WHAT IS EXPECTED: Because the lines must stay identical, write out the data without changing anything.

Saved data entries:
use cirrus_domain::api::Number;

use crate::diagnostics;

type BoxError = Box<dyn std::error::Error + Send + Sync + 'static>;

/// Failures of the image metadata path.
#[derive(Debug, Clone, thiserror::Error, PartialEq, Eq)]
pub enum CatalogError {
    #[error(
        "[CR300] environment cloud specification cannot be determined (environment {environment:?})"
    )]
    ScopeUndeterminable { environment: String },
    #[error("[CR301] getting provider region information (cloud spec): {reason}")]
    RegionLookup { reason: String },
    #[error("[CR302] data source {description:?} unavailable: {reason}")]
    SourceUnavailable {
        source_id: String,
        description: String,
        reason: String,
    },
    #[error("[CR303] getting environment image metadata sources: {reason}")]
    Sources { reason: String },
    #[error("[CR310] saving catalog record {key}: {reason}")]
    RecordPersistFailure { key: String, reason: String },
    #[error("[CR311] saving some catalog metadata:\n{}", .messages.join("\n"))]
    PartialReconcile { messages: Vec<String> },
    #[error("[CR320] reading catalog metadata: {reason}")]
    StoreRead { reason: String },
}

impl CatalogError {
    #[must_use]
    pub fn code(&self) -> &'static str {
        match self {
            Self::ScopeUndeterminable { .. } => diagnostics::catalog::SCOPE_UNDETERMINABLE,
            Self::RegionLookup { .. } => diagnostics::catalog::REGION_LOOKUP,
            Self::SourceUnavailable { .. } => diagnostics::catalog::SOURCE_UNAVAILABLE,
            Self::Sources { .. } => diagnostics::catalog::SOURCES_UNAVAILABLE,
            Self::RecordPersistFailure { .. } => diagnostics::catalog::RECORD_PERSIST,
            Self::PartialReconcile { .. } => diagnostics::catalog::PARTIAL_RECONCILE,
            Self::StoreRead { .. } => diagnostics::catalog::STORE_READ,
        }
    }

    /// Whether the failing flow can continue past this error.
    #[must_use]
    pub fn is_recoverable(&self) -> bool {
        matches!(
            self,
            Self::SourceUnavailable { .. } | Self::RecordPersistFailure { .. }
        )
    }
}

/// Failures of the agent tools path. All of them are fatal to the bootstrap.
#[derive(Debug, thiserror::Error)]
pub enum ToolsError {
    #[error(
        "[CR400] cannot bootstrap because no tools are available for your environment \
         (series {series:?}, arch {}, version {version})",
        .arch.as_deref().unwrap_or("any")
    )]
    NoMatchingTools {
        series: String,
        arch: Option<String>,
        version: Number,
    },
    #[error(
        "[CR401] environment {environment:?} of type {provider_type} does not support instances running on {arch:?}"
    )]
    ArchitectureUnsupported {
        environment: String,
        provider_type: String,
        arch: String,
    },
    #[error("[CR402] cannot build tools for {target:?} using a machine running on {host:?}")]
    HostArchitectureIncompatible { target: String, host: String },
    #[error("[CR403] building tools {version}: {source}")]
    Build {
        version: Number,
        #[source]
        source: BoxError,
    },
    #[error("[CR404] {context}: {reason}")]
    Environment { context: &'static str, reason: String },
    #[error("[CR405] uploading tools {storage_name}: {reason}")]
    Upload { storage_name: String, reason: String },
}

impl ToolsError {
    #[must_use]
    pub fn code(&self) -> &'static str {
        match self {
            Self::NoMatchingTools { .. } => diagnostics::tools::NO_MATCHING_TOOLS,
            Self::ArchitectureUnsupported { .. } => diagnostics::tools::ARCH_UNSUPPORTED,
            Self::HostArchitectureIncompatible { .. } => {
                diagnostics::tools::HOST_ARCH_INCOMPATIBLE
            }
            Self::Build { .. } => diagnostics::tools::BUILD_FAILED,
            Self::Environment { .. } => diagnostics::tools::ENVIRONMENT,
            Self::Upload { .. } => diagnostics::tools::UPLOAD_FAILED,
        }
    }

    pub(crate) fn environment(context: &'static str, err: &anyhow::Error) -> Self {
        Self::Environment {
            context,
            reason: format!("{err:#}"),
        }
    }
}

EXERCISE RESULT:
use cirrus_domain::api::Number;

use crate::diagnostics;

type BoxError = Box<dyn std::error::Error + Send + Sync + 'static>;

/// Failures of the image metadata path.
#[derive(Debug, Clone, thiserror::Error, PartialEq, Eq)]
pub enum CatalogError {
    #[error(
        "[CR300] environment cloud specification cannot be determined (environment {environment:?})"
    )]
    ScopeUndeterminable { environment: String },
    #[error("[CR301] getting provider region information (cloud spec): {reason}")]
    RegionLookup { reason: String },
    #[error("[CR302] data source {description:?} unavailable: {reason}")]
    SourceUnavailable {
        source_id: String,
        description: String,
        reason: String,
    },
    #[error("[CR303] getting environment image metadata sources: {reason}")]
    Sources { reason: String },
    #[error("[CR310] saving catalog record {key}: {reason}")]
    RecordPersistFailure { key: String, reason: String },
    #[error("[CR311] saving some catalog metadata:\n{}", .messages.join("\n"))]
    PartialReconcile { messages: Vec<String> },
    #[error("[CR320] reading catalog metadata: {reason}")]
    StoreRead { reason: String },
}

impl CatalogError {
    #[must_use]
    pub fn code(&self) -> &'static str {
        match self {
            Self::ScopeUndeterminable { .. } => diagnostics::catalog::SCOPE_UNDETERMINABLE,
            Self::RegionLookup { .. } => diagnostics::catalog::REGION_LOOKUP,
            Self::SourceUnavailable { .. } => diagnostics::catalog::SOURCE_UNAVAILABLE,
            Self::Sources { .. } => diagnostics::catalog::SOURCES_UNAVAILABLE,
            Self::RecordPersistFailure { .. } => diagnostics::catalog::RECORD_PERSIST,
            Self::PartialReconcile { .. } => diagnostics::catalog::PARTIAL_RECONCILE,
            Self::StoreRead { .. } => diagnostics::catalog::STORE_READ,
        }
    }

    /// Whether the failing flow can continue past this error.
    #[must_use]
    pub fn is_recoverable(&self) -> bool {
        matches!(
            self,
            Self::SourceUnavailable { .. } | Self::RecordPersistFailure { .. }
        )
    }
}

/// Failures of the agent tools path. All of them are fatal to the bootstrap.
#[derive(Debug, thiserror::Error)]
pub enum ToolsError {
    #[error(
        "[CR400] cannot bootstrap because no tools are available for your environment \
         (series {series:?}, arch {}, version {version})",
        .arch.as_deref().unwrap_or("any")
    )]
    NoMatchingTools {
        series: String,
        arch: Option<String>,
        version: Number,
    },
    #[error(
        "[CR401] environment {environment:?} of type {provider_type} does not support instances running on {arch:?}"
    )]
    ArchitectureUnsupported {
        environment: String,
        provider_type: String,
        arch: String,
    },
    #[error("[CR402] cannot build tools for {target:?} using a machine running on {host:?}")]
    HostArchitectureIncompatible { target: String, host: String },
    #[error("[CR403] building tools {version}: {source}")]
    Build {
        version: Number,
        #[source]
        source: BoxError,
    },
    #[error("[CR404] {context}: {reason}")]
    Environment { context: &'static str, reason: String },
    #[error("[CR405] uploading tools {storage_name}: {reason}")]
    Upload { storage_name: String, reason: String },
}

impl ToolsError {
    #[must_use]
    pub fn code(&self) -> &'static str {
        match self {
            Self::NoMatchingTools { .. } => diagnostics::tools::NO_MATCHING_TOOLS,
            Self::ArchitectureUnsupported { .. } => diagnostics::tools::ARCH_UNSUPPORTED,
            Self::HostArchitectureIncompatible { .. } => {
                diagnostics::tools::HOST_ARCH_INCOMPATIBLE
            }
            Self::Build { .. } => diagnostics::tools::BUILD_FAILED,
            Self::Environment { .. } => diagnostics::tools::ENVIRONMENT,
            Self::Upload { .. } => diagnostics::tools::UPLOAD_FAILED,
        }
    }

    pub(crate) fn environment(context: &'static str, err: &anyhow::Error) -> Self {
        Self::Environment {
            context,
            reason: format!("{err:#}"),
        }
    }
}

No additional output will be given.